Add note about arbitrary message sending from OptimismPortal

specs/withdrawals.md

@@ -48,6 +48,7 @@ finalization.
 - [Security Considerations](#security-considerations)
   - [Key Properties of Withdrawal Verification](#key-properties-of-withdrawal-verification)
   - [Handling Successfully Verified Messages That Fail When Relayed](#handling-successfully-verified-messages-that-fail-when-relayed)
+  - [OptimismPortal can send abitrary messages on L1](#optimismportal-can-send-abitrary-messages-on-l1)
 
 <!-- END doctoc generated TOC please keep comment here to allow auto update -->
 
@@ -216,3 +217,15 @@ contracts if desired.
 
 [`WithdrawalTransaction` type]: https://github.com/ethereum-optimism/optimism/blob/08daf8dbd38c9ffdbd18fc9a211c227606cdb0ad/packages/contracts-bedrock/src/libraries/Types.sol#L62-L69
 [`OutputRootProof` type]: https://github.com/ethereum-optimism/optimism/blob/08daf8dbd38c9ffdbd18fc9a211c227606cdb0ad/packages/contracts-bedrock/src/libraries/Types.sol#L25-L30
+
+### OptimismPortal can send abitrary messages on L1
+
+The `L2ToL1MessagePasser` contract's `initiateWithdrawal` function accepts a `_target` address and `_data` bytes,
+which is passed to a `CALL` opcode on L1 when `finalizeWithdrawalTransaction` is called after the challenge
+period. This means that, by design, the `OptimismPortal` contract can be used to send arbitrary transactions on
+the L1, with the `OptimismPortal` as the `msg.sender`.
+
+This means users of the `OptimismPortal` contract should be careful what permissions they grant to the portal.

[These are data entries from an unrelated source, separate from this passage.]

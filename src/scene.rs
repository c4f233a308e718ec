use std::fmt;
use std::sync::Arc;

use anyhow::{anyhow, bail, Context, Result};
use glam::{EulerRot, Mat4, Quat, Vec3};
use parking_lot::RwLock;
use serde::{Deserialize, Serialize};
use serde_json::Value;

/// Unique node identifier as written by the authoring tools (a uuid string).
#[derive(Debug, Clone, PartialEq, Eq, Hash, PartialOrd, Ord, Serialize, Deserialize)]
#[serde(transparent)]
pub struct NodeId(String);

impl NodeId {
    pub fn new(id: impl Into<String>) -> Self {
        Self(id.into())
    }

    pub fn as_str(&self) -> &str {
        &self.0
    }
}

impl fmt::Display for NodeId {
    fn fmt(&self, f: &mut fmt::Formatter<'_>) -> fmt::Result {
        f.write_str(&self.0)
    }
}

impl From<&str> for NodeId {
    fn from(value: &str) -> Self {
        Self::new(value)
    }
}

/// One object of the scene graph.
#[derive(Debug, Clone, PartialEq, Serialize, Deserialize)]
pub struct Node {
    pub uuid: NodeId,
    pub name: String,
    pub kind: String,
    pub parent: Option<NodeId>,
    pub position: Vec3,
    pub quaternion: Quat,
    pub scale: Vec3,
    pub visible: bool,
    #[serde(default)]
    pub user_data: Value,
}

impl Node {
    pub fn new(uuid: impl Into<String>, kind: impl Into<String>) -> Self {
        Self {
            uuid: NodeId::new(uuid),
            name: String::new(),
            kind: kind.into(),
            parent: None,
            position: Vec3::ZERO,
            quaternion: Quat::IDENTITY,
            scale: Vec3::ONE,
            visible: true,
            user_data: Value::Null,
        }
    }

    pub fn with_name(mut self, name: impl Into<String>) -> Self {
        self.name = name.into();
        self
    }

    pub fn with_parent(mut self, parent: &NodeId) -> Self {
        self.parent = Some(parent.clone());
        self
    }

    pub fn with_position(mut self, position: Vec3) -> Self {
        self.position = position;
        self
    }

    /// Euler angles (XYZ order, radians) derived from the stored quaternion.
    pub fn rotation(&self) -> Vec3 {
        let (x, y, z) = self.quaternion.to_euler(EulerRot::XYZ);
        Vec3::new(x, y, z)
    }
}

#[derive(Debug)]
struct GraphInner {
    root: NodeId,
    nodes: Vec<Node>,
}

/// Shared handle over the live scene graph. Clones observe the same nodes.
#[derive(Debug, Clone)]
pub struct SceneGraph {
    inner: Arc<RwLock<GraphInner>>,
}

impl SceneGraph {
    /// Creates a graph holding only its root node.
    pub fn new(root: Node) -> Self {
        Self {
            inner: Arc::new(RwLock::new(GraphInner {
                root: root.uuid.clone(),
                nodes: vec![root],
            })),
        }
    }

    /// Creates a graph from nodes in depth-first order; the first node is the root.
    pub fn from_nodes(nodes: Vec<Node>) -> Result<Self> {
        let root = nodes
            .first()
            .map(|node| node.uuid.clone())
            .ok_or_else(|| anyhow!("scene graph needs at least a root node"))?;
        Ok(Self {
            inner: Arc::new(RwLock::new(GraphInner { root, nodes })),
        })
    }

    pub fn root_id(&self) -> NodeId {
        self.inner.read().root.clone()
    }

    pub fn root(&self) -> Node {
        let inner = self.inner.read();
        inner
            .nodes
            .iter()
            .find(|node| node.uuid == inner.root)
            .cloned()
            .unwrap_or_else(|| Node::new(inner.root.as_str(), "Scene"))
    }

    pub fn len(&self) -> usize {
        self.inner.read().nodes.len()
    }

    pub fn is_empty(&self) -> bool {
        self.inner.read().nodes.is_empty()
    }

    pub fn contains(&self, uuid: &str) -> bool {
        self.inner
            .read()
            .nodes
            .iter()
            .any(|node| node.uuid.as_str() == uuid)
    }

    pub fn get(&self, uuid: &str) -> Option<Node> {
        self.inner
            .read()
            .nodes
            .iter()
            .find(|node| node.uuid.as_str() == uuid)
            .cloned()
    }

    /// Resolves a uuid first and a node name second.
    pub fn resolve(&self, reference: &str) -> Option<NodeId> {
        let inner = self.inner.read();
        inner
            .nodes
            .iter()
            .find(|node| node.uuid.as_str() == reference)
            .or_else(|| inner.nodes.iter().find(|node| node.name == reference))
            .map(|node| node.uuid.clone())
    }

    pub fn children(&self, uuid: &str) -> Vec<Node> {
        self.inner
            .read()
            .nodes
            .iter()
            .filter(|node| node.parent.as_ref().is_some_and(|p| p.as_str() == uuid))
            .cloned()
            .collect()
    }

    /// Snapshot of every node in depth-first order.
    pub fn all_nodes(&self) -> Vec<Node> {
        self.inner.read().nodes.clone()
    }

    /// Applies a mutation to the requested node.
    pub fn update<F, R>(&self, uuid: &str, updater: F) -> Option<R>
    where
        F: FnOnce(&mut Node) -> R,
    {
        let mut guard = self.inner.write();
        let node = guard
            .nodes
            .iter_mut()
            .find(|node| node.uuid.as_str() == uuid)?;
        Some(updater(node))
    }

    pub fn set_position(&self, uuid: &str, position: Vec3) -> bool {
        self.update(uuid, |node| node.position = position).is_some()
    }

    pub fn set_quaternion(&self, uuid: &str, quaternion: Quat) -> bool {
        self.update(uuid, |node| node.quaternion = quaternion).is_some()
    }

    pub fn set_rotation(&self, uuid: &str, euler: Vec3) -> bool {
        let quaternion = Quat::from_euler(EulerRot::XYZ, euler.x, euler.y, euler.z);
        self.set_quaternion(uuid, quaternion)
    }

    pub fn set_scale(&self, uuid: &str, scale: Vec3) -> bool {
        self.update(uuid, |node| node.scale = scale).is_some()
    }

    pub fn set_visible(&self, uuid: &str, visible: bool) -> bool {
        self.update(uuid, |node| node.visible = visible).is_some()
    }
}

/// Camera state behind a shared handle.
#[derive(Debug, Clone, PartialEq)]
pub struct CameraState {
    pub uuid: NodeId,
    pub name: String,
    pub fov: f32,
    pub aspect: f32,
    pub near: f32,
    pub far: f32,
    pub position: Vec3,
    pub quaternion: Quat,
    pub projection: Mat4,
}

impl CameraState {
    pub fn perspective(uuid: impl Into<String>, fov: f32, near: f32, far: f32) -> Self {
        let mut state = Self {
            uuid: NodeId::new(uuid),
            name: String::new(),
            fov,
            aspect: 1.0,
            near,
            far,
            position: Vec3::ZERO,
            quaternion: Quat::IDENTITY,
            projection: Mat4::IDENTITY,
        };
        state.update_projection_matrix();
        state
    }

    pub fn update_projection_matrix(&mut self) {
        self.projection = Mat4::perspective_rh_gl(
            self.fov.to_radians(),
            self.aspect.max(0.01),
            self.near,
            self.far,
        );
    }

    pub fn view_matrix(&self) -> Mat4 {
        Mat4::from_rotation_translation(self.quaternion, self.position).inverse()
    }

    pub fn view_projection(&self) -> Mat4 {
        self.projection * self.view_matrix()
    }
}

/// Shared handle over the active camera.
#[derive(Debug, Clone)]
pub struct Camera {
    state: Arc<RwLock<CameraState>>,
}

impl Camera {
    pub fn new(state: CameraState) -> Self {
        Self {
            state: Arc::new(RwLock::new(state)),
        }
    }

    pub fn snapshot(&self) -> CameraState {
        self.state.read().clone()
    }

    pub fn uuid(&self) -> NodeId {
        self.state.read().uuid.clone()
    }

    pub fn fov(&self) -> f32 {
        self.state.read().fov
    }

    pub fn aspect(&self) -> f32 {
        self.state.read().aspect
    }

    pub fn position(&self) -> Vec3 {
        self.state.read().position
    }

    pub fn quaternion(&self) -> Quat {
        self.state.read().quaternion
    }

    pub fn set_fov(&self, fov: f32) {
        let mut state = self.state.write();
        state.fov = fov;
        state.update_projection_matrix();
    }

    pub fn set_aspect(&self, aspect: f32) {
        let mut state = self.state.write();
        state.aspect = aspect;
        state.update_projection_matrix();
    }

    pub fn set_position(&self, position: Vec3) {
        self.state.write().position = position;
    }

    pub fn set_quaternion(&self, quaternion: Quat) {
        self.state.write().quaternion = quaternion;
    }

    pub fn look_at(&self, target: Vec3) {
        let mut state = self.state.write();
        let view = Mat4::look_at_rh(state.position, target, Vec3::Y);
        let (_, rotation, _) = view.inverse().to_scale_rotation_translation();
        state.quaternion = rotation;
    }

    pub fn view_projection(&self) -> Mat4 {
        self.state.read().view_projection()
    }
}

/// Turns serialized scene and camera payloads into live objects.
pub trait SceneLoader {
    fn parse_scene(&self, payload: &Value) -> Result<SceneGraph>;
    fn parse_camera(&self, payload: &Value) -> Result<Camera>;
}

/// Loader for the JSON object format written by the authoring tools.
#[derive(Debug, Clone, Copy, Default)]
pub struct JsonSceneLoader;

impl SceneLoader for JsonSceneLoader {
    fn parse_scene(&self, payload: &Value) -> Result<SceneGraph> {
        let raw = RawObject::deserialize(object_payload(payload))
            .context("invalid scene object")?;
        let mut nodes = Vec::new();
        flatten(raw, None, &mut nodes)?;
        SceneGraph::from_nodes(nodes)
    }

    fn parse_camera(&self, payload: &Value) -> Result<Camera> {
        let raw = RawObject::deserialize(object_payload(payload))
            .context("invalid camera object")?;
        if !raw.kind.is_empty() && raw.kind != "PerspectiveCamera" {
            log::debug!(
                "camera type {} is treated as a perspective camera",
                raw.kind
            );
        }
        let node = raw.to_node(None)?;
        let mut state = CameraState::perspective(
            node.uuid.as_str(),
            raw.fov.unwrap_or(50.0),
            raw.near.unwrap_or(0.1),
            raw.far.unwrap_or(2000.0),
        );
        state.name = node.name;
        state.aspect = raw.aspect.unwrap_or(1.0);
        state.position = node.position;
        state.quaternion = node.quaternion;
        state.update_projection_matrix();
        Ok(Camera::new(state))
    }
}

fn object_payload(payload: &Value) -> &Value {
    payload.get("object").unwrap_or(payload)
}

#[derive(Debug, Deserialize)]
#[serde(rename_all = "camelCase")]
struct RawObject {
    uuid: String,
    #[serde(rename = "type", default)]
    kind: String,
    #[serde(default)]
    name: String,
    position: Option<[f32; 3]>,
    rotation: Option<Vec<Value>>,
    quaternion: Option<[f32; 4]>,
    scale: Option<[f32; 3]>,
    matrix: Option<Vec<f32>>,
    visible: Option<bool>,
    #[serde(default)]
    user_data: Value,
    fov: Option<f32>,
    aspect: Option<f32>,
    near: Option<f32>,
    far: Option<f32>,
    #[serde(default)]
    children: Vec<RawObject>,
}

impl RawObject {
    fn to_node(&self, parent: Option<&NodeId>) -> Result<Node> {
        let mut node = Node::new(self.uuid.as_str(), self.kind.as_str()).with_name(&self.name);
        node.parent = parent.cloned();
        node.visible = self.visible.unwrap_or(true);
        node.user_data = self.user_data.clone();

        if let Some(matrix) = &self.matrix {
            let columns: [f32; 16] = matrix
                .as_slice()
                .try_into()
                .map_err(|_| anyhow!("node {} matrix needs 16 elements", self.uuid))?;
            let (scale, rotation, translation) =
                Mat4::from_cols_array(&columns).to_scale_rotation_translation();
            node.scale = scale;
            node.quaternion = rotation;
            node.position = translation;
        }
        if let Some(position) = self.position {
            node.position = Vec3::from_array(position);
        }
        if let Some(rotation) = &self.rotation {
            node.quaternion = euler_from_values(rotation)
                .with_context(|| format!("node {} has an invalid rotation", self.uuid))?;
        }
        if let Some(quaternion) = self.quaternion {
            node.quaternion = Quat::from_array(quaternion).normalize();
        }
        if let Some(scale) = self.scale {
            node.scale = Vec3::from_array(scale);
        }
        Ok(node)
    }
}

fn euler_from_values(values: &[Value]) -> Result<Quat> {
    let angles: Vec<f32> = values
        .iter()
        .filter_map(Value::as_f64)
        .map(|value| value as f32)
        .collect();
    let &[x, y, z] = angles.as_slice() else {
        bail!("expected three euler angles, found {}", angles.len());
    };
    Ok(Quat::from_euler(EulerRot::XYZ, x, y, z))
}

fn flatten(raw: RawObject, parent: Option<&NodeId>, out: &mut Vec<Node>) -> Result<()> {
    let node = raw.to_node(parent)?;
    let id = node.uuid.clone();
    out.push(node);
    for child in raw.children {
        flatten(child, Some(&id), out)?;
    }
    Ok(())
}
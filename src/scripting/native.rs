use std::collections::HashMap;
use std::rc::Rc;

use crate::error::ScriptError;
use crate::events::{EventPayload, Handler};

use super::{CompiledHandlerSet, ScriptContext, ScriptEngine, ScriptEntry, ScriptTarget};

type BehaviorFactory = dyn Fn(&ScriptContext, &mut NativeHandlers) -> Result<(), ScriptError>;

/// Collects the handlers a native behavior registers for one target.
pub struct NativeHandlers {
    target: ScriptTarget,
    handlers: Vec<(String, Handler)>,
}

impl NativeHandlers {
    pub fn target(&self) -> &ScriptTarget {
        &self.target
    }

    pub fn on<F>(&mut self, event: &str, callback: F) -> &mut Self
    where
        F: Fn(&ScriptTarget, &EventPayload) -> Result<(), ScriptError> + 'static,
    {
        self.handlers
            .push((event.to_string(), Handler::new(self.target.clone(), callback)));
        self
    }
}

/// Engine whose "scripts" are Rust behaviors registered by the host. An
/// entry's source names the behavior to instantiate.
#[derive(Default)]
pub struct NativeEngine {
    behaviors: HashMap<String, Rc<BehaviorFactory>>,
    context: Option<ScriptContext>,
}

impl NativeEngine {
    pub fn new() -> Self {
        Self::default()
    }

    pub fn register<F>(&mut self, name: &str, factory: F) -> &mut Self
    where
        F: Fn(&ScriptContext, &mut NativeHandlers) -> Result<(), ScriptError> + 'static,
    {
        self.behaviors.insert(name.to_string(), Rc::new(factory));
        self
    }

    pub fn with_behavior<F>(mut self, name: &str, factory: F) -> Self
    where
        F: Fn(&ScriptContext, &mut NativeHandlers) -> Result<(), ScriptError> + 'static,
    {
        self.register(name, factory);
        self
    }

    pub fn contains(&self, name: &str) -> bool {
        self.behaviors.contains_key(name)
    }
}

impl ScriptEngine for NativeEngine {
    fn reset(&mut self, ctx: &ScriptContext) -> Result<(), ScriptError> {
        self.context = Some(ctx.clone());
        Ok(())
    }

    fn compile(
        &mut self,
        entry: &ScriptEntry,
        target: &ScriptTarget,
    ) -> Result<CompiledHandlerSet, ScriptError> {
        let context = self
            .context
            .as_ref()
            .ok_or_else(|| ScriptError::callback("native engine used before reset"))?;
        let name = entry.source.trim();
        let factory = self
            .behaviors
            .get(name)
            .ok_or_else(|| ScriptError::callback(format!("no native behavior named {name}")))?;

        let mut handlers = NativeHandlers {
            target: target.clone(),
            handlers: Vec::new(),
        };
        factory(context, &mut handlers)?;
        Ok(CompiledHandlerSet {
            target: handlers.target,
            handlers: handlers.handlers,
        })
    }
}
//! Scoped per-edge maps for graph traversals.
//!
//! This provides two building blocks:
//! - `EdgeMap`: a dense edge-indexed vector of values, borrowed from the graph
//! - `MapRegistry`: an atomic count of live maps, owned by the graph
//!
//! An `EdgeMap` is acquired at the start of an algorithm and released when it
//! goes out of scope. Release happens in `Drop`, so early returns and panics
//! tear it down exactly like the normal exit.

use core::sync::atomic::{AtomicUsize, Ordering};

use crate::graph::traits::EulerGraph;

/// Counts the edge maps currently alive over one graph.
#[derive(Debug, Default)]
pub struct MapRegistry {
    live: AtomicUsize,
}

impl MapRegistry {
    /// Creates a registry with no live maps.
    pub const fn new() -> Self {
        Self {
            live: AtomicUsize::new(0),
        }
    }

    /// Returns the number of maps that have been created and not yet released.
    #[inline]
    pub fn live(&self) -> usize {
        self.live.load(Ordering::Acquire)
    }

    #[inline]
    fn acquire(&self) {
        self.live.fetch_add(1, Ordering::AcqRel);
    }

    #[inline]
    fn release(&self) {
        self.live.fetch_sub(1, Ordering::AcqRel);
    }
}

/// A map from the edges of one graph to values of type `T`.
///
/// Every edge starts at the default value given to [`EdgeMap::new`]. The map
/// borrows its graph, so it can never outlive it, and releases its storage
/// when dropped or [disposed](EdgeMap::dispose).
pub struct EdgeMap<'g, G: EulerGraph, T> {
    graph: &'g G,
    slots: Vec<T>,
}

impl<'g, G: EulerGraph, T: Clone> EdgeMap<'g, G, T> {
    /// Creates a map over all edges of `graph`, each set to `default`.
    pub fn new(graph: &'g G, default: T) -> Self {
        let slots = vec![default; graph.edge_index_bound()];
        if let Some(registry) = graph.map_registry() {
            registry.acquire();
        }
        Self { graph, slots }
    }
}

impl<'g, G: EulerGraph, T> EdgeMap<'g, G, T> {
    /// Returns the number of slots, one per edge index.
    #[inline]
    pub fn len(&self) -> usize {
        self.slots.len()
    }

    /// Returns `true` if the graph had no edges when the map was created.
    #[inline]
    pub fn is_empty(&self) -> bool {
        self.slots.is_empty()
    }

    /// Returns the value stored for `edge`.
    ///
    /// # Panics
    /// Panics if `edge` was added to the graph after the map was created.
    #[inline]
    pub fn get(&self, edge: G::Edge) -> &T {
        &self.slots[self.graph.edge_index(edge)]
    }

    /// Stores `value` for `edge`.
    ///
    /// # Panics
    /// Panics if `edge` was added to the graph after the map was created.
    #[inline]
    pub fn set(&mut self, edge: G::Edge, value: T) {
        let idx = self.graph.edge_index(edge);
        self.slots[idx] = value;
    }

    /// Stores `value` for `edge` and returns the previous value.
    #[inline]
    pub fn replace(&mut self, edge: G::Edge, value: T) -> T {
        let idx = self.graph.edge_index(edge);
        core::mem::replace(&mut self.slots[idx], value)
    }

    /// Counts the slots whose value satisfies `pred`.
    pub fn count_where(&self, mut pred: impl FnMut(&T) -> bool) -> usize {
        self.slots.iter().filter(|v| pred(v)).count()
    }

    /// Releases the map.
    ///
    /// Equivalent to dropping it; provided so call sites can make the release
    /// point explicit.
    #[inline]
    pub fn dispose(self) {}
}

impl<'g, G: EulerGraph> EdgeMap<'g, G, bool> {
    /// Marks `edge` and returns `true` iff it was not marked before.
    #[inline]
    pub fn try_mark(&mut self, edge: G::Edge) -> bool {
        !self.replace(edge, true)
    }

    /// Returns `true` if `edge` is marked.
    #[inline]
    pub fn is_marked(&self, edge: G::Edge) -> bool {
        *self.get(edge)
    }
}

impl<'g, G: EulerGraph, T> Drop for EdgeMap<'g, G, T> {
    fn drop(&mut self) {
        if let Some(registry) = self.graph.map_registry() {
            registry.release();
        }
    }
}

#[cfg(test)]
mod tests {
    use super::*;
    use crate::graph::UndirectedGraph;

    fn triangle() -> UndirectedGraph {
        UndirectedGraph::from_edges(3, &[(0, 1), (1, 2), (2, 0)])
    }

    #[test]
    fn defaults_and_updates() {
        let g = triangle();
        let e: Vec<_> = g.edges().collect();
        let mut map = EdgeMap::new(&g, 0u32);
        assert_eq!(map.len(), 3);
        assert_eq!(*map.get(e[1]), 0);

        map.set(e[1], 7);
        assert_eq!(*map.get(e[1]), 7);
        assert_eq!(map.replace(e[1], 9), 7);
        assert_eq!(map.count_where(|&v| v == 0), 2);
    }

    #[test]
    fn try_mark_reports_first_visit_only() {
        let g = triangle();
        let e = g.edges().next().unwrap();
        let mut visited = EdgeMap::new(&g, false);
        assert!(!visited.is_marked(e));
        assert!(visited.try_mark(e));
        assert!(!visited.try_mark(e));
        assert!(visited.is_marked(e));
    }

    #[test]
    fn registry_tracks_drop_and_dispose() {
        let g = triangle();
        assert_eq!(g.live_maps(), 0);

        let a = EdgeMap::new(&g, false);
        let b = EdgeMap::new(&g, 0u8);
        assert_eq!(g.live_maps(), 2);

        a.dispose();
        assert_eq!(g.live_maps(), 1);
        drop(b);
        assert_eq!(g.live_maps(), 0);
    }

    #[test]
    fn registry_released_on_unwind() {
        let g = triangle();
        let result = std::panic::catch_unwind(std::panic::AssertUnwindSafe(|| {
            let _map = EdgeMap::new(&g, false);
            panic!("boom");
        }));
        assert!(result.is_err());
        assert_eq!(g.live_maps(), 0);
    }
}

+For example, any ERC20 tokens mistakenly sent to the `OptimismPortal` contract are essentially lost, as they can
+be claimed by anybody that pre-approves transfers of this token out of the portal, using the L2 to initiate the
+approval and the L1 to prove and finalize the approval (after the challenge period).